The use of neutron absorbing poisons in the coolant is better in terms of efficiency but is limited by other considerations. For example, a boiling water reactor can use practically no water soluble salt with poisons in its coolant since these salts would be left on the fuel rods and interfere with heat transfer and would also accelerate corrosion as the coolant water evaporated to form steam.
The amount of burnable poison used in pressurized water reactor coolant (chemical shim) is limited by the fact that as the reactor heats up, some of the coolant is forced out of the core by thermal expansion. Since the coolant is both a moderator and the poison, the reactivity of the core will not progressively increase as the reactor heats up unless the coolant is more poison than moderator.

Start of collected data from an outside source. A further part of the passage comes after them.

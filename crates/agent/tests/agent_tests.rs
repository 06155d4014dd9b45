//! Façade tests against an in-process `Transport`.
//!
//! These tests do NOT require a running agent. They check what the façade
//! sends (method, path, query, body) and how it interprets what comes back.

use std::collections::HashMap;
use std::io::Cursor;
use std::sync::atomic::{AtomicUsize, Ordering};
use std::sync::{Arc, Mutex};
use std::time::Duration;

use agent::{
    Agent, AgentError, ByteStream, CancellationToken, CheckDefinition, CheckId,
    CheckRegistration, HealthStatus, LogLevel, Query, ServiceId, ServiceRegistration,
    StatusDecodeError, Transport, TransportError,
};
use async_trait::async_trait;

// ══════════════════════════════════════════════════════════════════════════════
// Recording transport
// ══════════════════════════════════════════════════════════════════════════════

#[derive(Debug, Clone, PartialEq)]
struct Call {
    method: &'static str,
    path: String,
    query: Query,
    body: Option<serde_json::Value>,
}

#[derive(Default)]
struct RecordingTransport {
    calls: Mutex<Vec<Call>>,
    responses: Mutex<HashMap<String, serde_json::Value>>,
    stream_body: Mutex<Option<Vec<u8>>>,
    self_fetches: AtomicUsize,
}

impl RecordingTransport {
    fn respond(self, path: &str, value: serde_json::Value) -> Self {
        self.responses.lock().unwrap().insert(path.to_string(), value);
        self
    }

    fn stream(self, body: &str) -> Self {
        *self.stream_body.lock().unwrap() = Some(body.as_bytes().to_vec());
        self
    }

    fn calls(&self) -> Vec<Call> {
        self.calls.lock().unwrap().clone()
    }

    fn record(
        &self,
        method: &'static str,
        path: &str,
        query: &Query,
        body: Option<serde_json::Value>,
    ) {
        self.calls.lock().unwrap().push(Call {
            method,
            path: path.to_string(),
            query: query.clone(),
            body,
        });
    }
}

#[async_trait]
impl Transport for RecordingTransport {
    async fn get_json(
        &self,
        path: &str,
        query: &Query,
    ) -> Result<serde_json::Value, TransportError> {
        self.record("GET", path, query, None);
        if path == "/v1/agent/self" {
            self.self_fetches.fetch_add(1, Ordering::SeqCst);
        }
        self.responses
            .lock()
            .unwrap()
            .get(path)
            .cloned()
            .ok_or(TransportError::Status {
                status: 404,
                body: format!("no route for {path}"),
                retry_after: None,
            })
    }

    async fn put(
        &self,
        path: &str,
        query: &Query,
        body: Option<serde_json::Value>,
    ) -> Result<(), TransportError> {
        self.record("PUT", path, query, body);
        Ok(())
    }

    async fn stream_get(&self, path: &str, query: &Query) -> Result<ByteStream, TransportError> {
        self.record("GET", path, query, None);
        let body = self.stream_body.lock().unwrap().clone();
        match body {
            Some(body) => Ok(Box::new(Cursor::new(body))),
            None => {
                // Never answers: used to exercise cancellation while connecting.
                tokio::time::sleep(Duration::from_secs(3600)).await;
                unreachable!("test should cancel before the stream opens")
            }
        }
    }
}

fn pair(k: &str, v: &str) -> (String, String) {
    (k.to_string(), v.to_string())
}

fn check_id(id: &str) -> CheckId {
    CheckId::new(id).unwrap()
}

// ══════════════════════════════════════════════════════════════════════════════
// Identity
// ══════════════════════════════════════════════════════════════════════════════

#[tokio::test]
async fn test_node_name_is_fetched_once_across_clones() {
    let transport = Arc::new(
        RecordingTransport::default()
            .respond("/v1/agent/self", serde_json::json!({"Config": {"NodeName": "node-A"}})),
    );
    let agent = Agent::new(transport.clone());
    let clone = agent.clone();
    let cancel = CancellationToken::new();

    assert_eq!(agent.node_name(&cancel).await.unwrap().as_str(), "node-A");
    assert_eq!(clone.node_name(&cancel).await.unwrap().as_str(), "node-A");

    assert_eq!(transport.self_fetches.load(Ordering::SeqCst), 1);
}

#[tokio::test]
async fn test_self_info_is_not_memoized() {
    let transport = Arc::new(RecordingTransport::default().respond(
        "/v1/agent/self",
        serde_json::json!({"Config": {"NodeName": "node-A", "Datacenter": "dc1"}}),
    ));
    let agent = Agent::new(transport.clone());

    let first = agent.self_info().await.unwrap();
    agent.self_info().await.unwrap();

    assert_eq!(first.config.datacenter.as_deref(), Some("dc1"));
    assert_eq!(transport.self_fetches.load(Ordering::SeqCst), 2);
}

// ══════════════════════════════════════════════════════════════════════════════
// TTL updates
// ══════════════════════════════════════════════════════════════════════════════

#[tokio::test]
async fn test_legacy_ttl_uses_legacy_path_segment_and_note() {
    let transport = Arc::new(RecordingTransport::default());
    let agent = Agent::new(transport.clone());
    let id = check_id("service:web");

    agent.pass_ttl(&id, None).await.unwrap();
    agent.warn_ttl(&id, Some("slow")).await.unwrap();
    agent.fail_ttl(&id, None).await.unwrap();

    let calls = transport.calls();
    let paths: Vec<&str> = calls.iter().map(|c| c.path.as_str()).collect();
    assert_eq!(
        paths,
        vec![
            "/v1/agent/check/pass/service:web",
            "/v1/agent/check/warn/service:web",
            "/v1/agent/check/fail/service:web",
        ]
    );
    assert!(calls.iter().all(|c| c.method == "PUT" && c.body.is_none()));
    assert_eq!(calls[1].query, vec![pair("note", "slow")]);
    assert!(calls[0].query.is_empty());
}

#[tokio::test]
async fn test_update_ttl_sends_current_vocabulary_in_body() {
    let transport = Arc::new(RecordingTransport::default());
    let agent = Agent::new(transport.clone());

    let status = HealthStatus::decode("fail").unwrap();
    agent
        .update_ttl(&check_id("heartbeat"), "no response", status)
        .await
        .unwrap();

    let calls = transport.calls();
    assert_eq!(calls[0].path, "/v1/agent/check/update/heartbeat");
    assert_eq!(
        calls[0].body,
        Some(serde_json::json!({"Status": "critical", "Output": "no response"}))
    );
}

#[tokio::test]
async fn test_ttl_rejects_ids_that_would_change_the_path() {
    let transport = Arc::new(RecordingTransport::default());
    let agent = Agent::new(transport.clone());

    let err = agent.pass_ttl(&check_id("a/b"), None).await.unwrap_err();

    assert!(matches!(err, AgentError::InvalidArgument { .. }));
    assert!(transport.calls().is_empty());
}

// ══════════════════════════════════════════════════════════════════════════════
// Checks and services
// ══════════════════════════════════════════════════════════════════════════════

#[tokio::test]
async fn test_checks_decode_either_status_vocabulary() {
    let transport = Arc::new(RecordingTransport::default().respond(
        "/v1/agent/checks",
        serde_json::json!({
            "web": {"Node": "n1", "CheckID": "web", "Name": "Web", "Status": "passing"},
            "db": {"Node": "n1", "CheckID": "db", "Name": "DB", "Status": "fail"}
        }),
    ));
    let agent = Agent::new(transport);

    let checks = agent.checks().await.unwrap();

    assert_eq!(checks["web"].status, HealthStatus::Passing);
    assert_eq!(checks["db"].status, HealthStatus::Critical);
}

#[tokio::test]
async fn test_checks_with_unknown_status_fail_with_decode_error() {
    let transport = Arc::new(RecordingTransport::default().respond(
        "/v1/agent/checks",
        serde_json::json!({
            "web": {"Node": "n1", "CheckID": "web", "Name": "Web", "Status": "maintenance"}
        }),
    ));
    let agent = Agent::new(transport);

    let err = agent.checks().await.unwrap_err();

    match err {
        AgentError::InvalidStatus(StatusDecodeError::InvalidStatus { value }) => {
            assert_eq!(value, "maintenance");
        }
        other => panic!("expected a status decode error, got {other:?}"),
    }
}

#[tokio::test]
async fn test_register_check_and_service_send_pascal_case_bodies() {
    let transport = Arc::new(RecordingTransport::default());
    let agent = Agent::new(transport.clone());

    agent
        .register_service(&ServiceRegistration {
            id: ServiceId::new("web-1"),
            name: "web".into(),
            port: Some(8080),
            ..Default::default()
        })
        .await
        .unwrap();
    agent
        .register_check(&CheckRegistration {
            name: "heartbeat".into(),
            service_id: ServiceId::new("web-1"),
            definition: CheckDefinition {
                ttl: Some("15s".into()),
                ..Default::default()
            },
            ..Default::default()
        })
        .await
        .unwrap();
    agent
        .deregister_service(&ServiceId::new("web-1").unwrap())
        .await
        .unwrap();

    let calls = transport.calls();
    assert_eq!(calls[0].path, "/v1/agent/service/register");
    assert_eq!(
        calls[0].body,
        Some(serde_json::json!({"ID": "web-1", "Name": "web", "Port": 8080}))
    );
    assert_eq!(calls[1].path, "/v1/agent/check/register");
    assert_eq!(
        calls[1].body,
        Some(serde_json::json!({"Name": "heartbeat", "ServiceID": "web-1", "TTL": "15s"}))
    );
    assert_eq!(calls[2].path, "/v1/agent/service/deregister/web-1");
}

#[tokio::test]
async fn test_members_and_maintenance_query_parameters() {
    let transport = Arc::new(RecordingTransport::default().respond(
        "/v1/agent/members",
        serde_json::json!([{"Name": "n1", "Addr": "10.0.0.1", "Port": 8302, "Status": 1}]),
    ));
    let agent = Agent::new(transport.clone());

    let members = agent.members(true).await.unwrap();
    agent.enable_node_maintenance(Some("upgrade")).await.unwrap();
    agent.disable_node_maintenance().await.unwrap();

    assert_eq!(members[0].name, "n1");
    let calls = transport.calls();
    assert_eq!(calls[0].query, vec![pair("wan", "1")]);
    assert_eq!(
        calls[1].query,
        vec![pair("enable", "true"), pair("reason", "upgrade")]
    );
    assert_eq!(calls[2].query, vec![pair("enable", "false")]);
}

// ══════════════════════════════════════════════════════════════════════════════
// Log streaming
// ══════════════════════════════════════════════════════════════════════════════

#[tokio::test]
async fn test_monitor_requests_lowercase_level_and_reads_lines() {
    let transport = Arc::new(RecordingTransport::default().stream("line1\nline2\nline3"));
    let agent = Agent::new(transport.clone());
    let cancel = CancellationToken::new();

    let mut reader = agent.monitor(LogLevel::Debug, &cancel).await.unwrap();
    let mut lines = Vec::new();
    while let Some(line) = reader.next_line().await.unwrap() {
        lines.push(line);
    }

    assert_eq!(lines, vec!["line1", "line2", "line3"]);
    let calls = transport.calls();
    assert_eq!(calls[0].path, "/v1/agent/monitor");
    assert_eq!(calls[0].query, vec![pair("loglevel", "debug")]);
}

#[tokio::test]
async fn test_monitor_json_adds_logjson_flag() {
    let transport = Arc::new(RecordingTransport::default().stream(""));
    let agent = Agent::new(transport.clone());

    let mut reader = agent
        .monitor_json(LogLevel::Warn, &CancellationToken::new())
        .await
        .unwrap();

    assert_eq!(reader.next_line().await.unwrap(), None);
    assert_eq!(
        transport.calls()[0].query,
        vec![pair("loglevel", "warn"), pair("logjson", "true")]
    );
}

#[tokio::test]
async fn test_monitor_cancelled_while_connecting_reports_cancellation() {
    let transport = Arc::new(RecordingTransport::default());
    let agent = Agent::new(transport);
    let cancel = CancellationToken::new();

    let trigger = cancel.clone();
    tokio::spawn(async move {
        tokio::time::sleep(Duration::from_millis(10)).await;
        trigger.cancel();
    });

    let err = tokio::time::timeout(
        Duration::from_secs(5),
        agent.monitor(LogLevel::Info, &cancel),
    )
    .await
    .expect("monitor should observe cancellation")
    .unwrap_err();

    assert!(err.is_cancelled());
}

This condition of progressive increase in reactivity during heat up by forcing soluble poison out of the core with moderator water occurs when the coolant contains more than about 1200 ppm of natural boron in solution.
While boron may be used as chemical shim to counteract excess reactivity for a period of five to six months, for the reasons stated above, it cannot be used as a chemical shim if a longer cycle is desired. Under those circumstances either control rods must be used or some other form of burnable poison supplied.
Incorporation of burnable poison in fuel assemblies has been recognized in the nuclear field as an effective means of increasing fuel capacity and thereby extending core life. Burnable poisons are used either uniformly with the fuel (i.e. distributed poison) or placed discretely on separate elements in the reactor, so arranged that they burn out or are depleted at about the same rate as the fuel. Thus, the net reactivity of the core is maintained relatively constant over the active life of the core. U.S. Pat. No. 3,427,222.
It is known that nuclear fuel contained in an aluminum can may be coated with a layer of niobium to prevent the fuel from reacting with the can (U.K. Pat. No. 859,206). It is also known that minute nuclear fuel particles, such as uranium dioxide particles may be coated with a single layer or several layers of the same or different non-poison materials, including niobium for such purposes as protecting the fuel from corrosion and helping to retain the products of fission. The coating may be applied by various techniques such as depositing from a vapor of the coating material, depositing from a decomposing vapor, and electroplating (U.K. Pat. No. 933,500).
Japanese Pat. No. 52-3999 describes a nuclear fuel which is first coated with a thin layer of material such as niobium to absorb fission fragments and then coated with a main coating material such as zircoloy. This reference is not concerned with burnable poison coatings.
In Dispersion Fuel Elements, an AEC monograph by A. N. Holden published in 1967 by Gordon and Breach of New York, there is described coating fuel particles in dispersion fuels to prevent chemical interaction of the particles with the matrix and to retain fission products (page 30). Uranium dioxide coated with niobium by vapor phase reduction is also discussed (page 48). Also discussed is uranium dioxide coated with chromium, by vapor phase reduction using chromium dichloride, which was deposited over a niobium undercoat (page 48).
Accordingly, it will be appreciated that there remains an unsolved need for a fuel assembly design wherein a protective layer is provided between substantially all of the fuel pellets and the cladding in the core and at the same time introducing an appropriate amount of burnable poison into the core to control excess reactivity and enhance operating efficiency.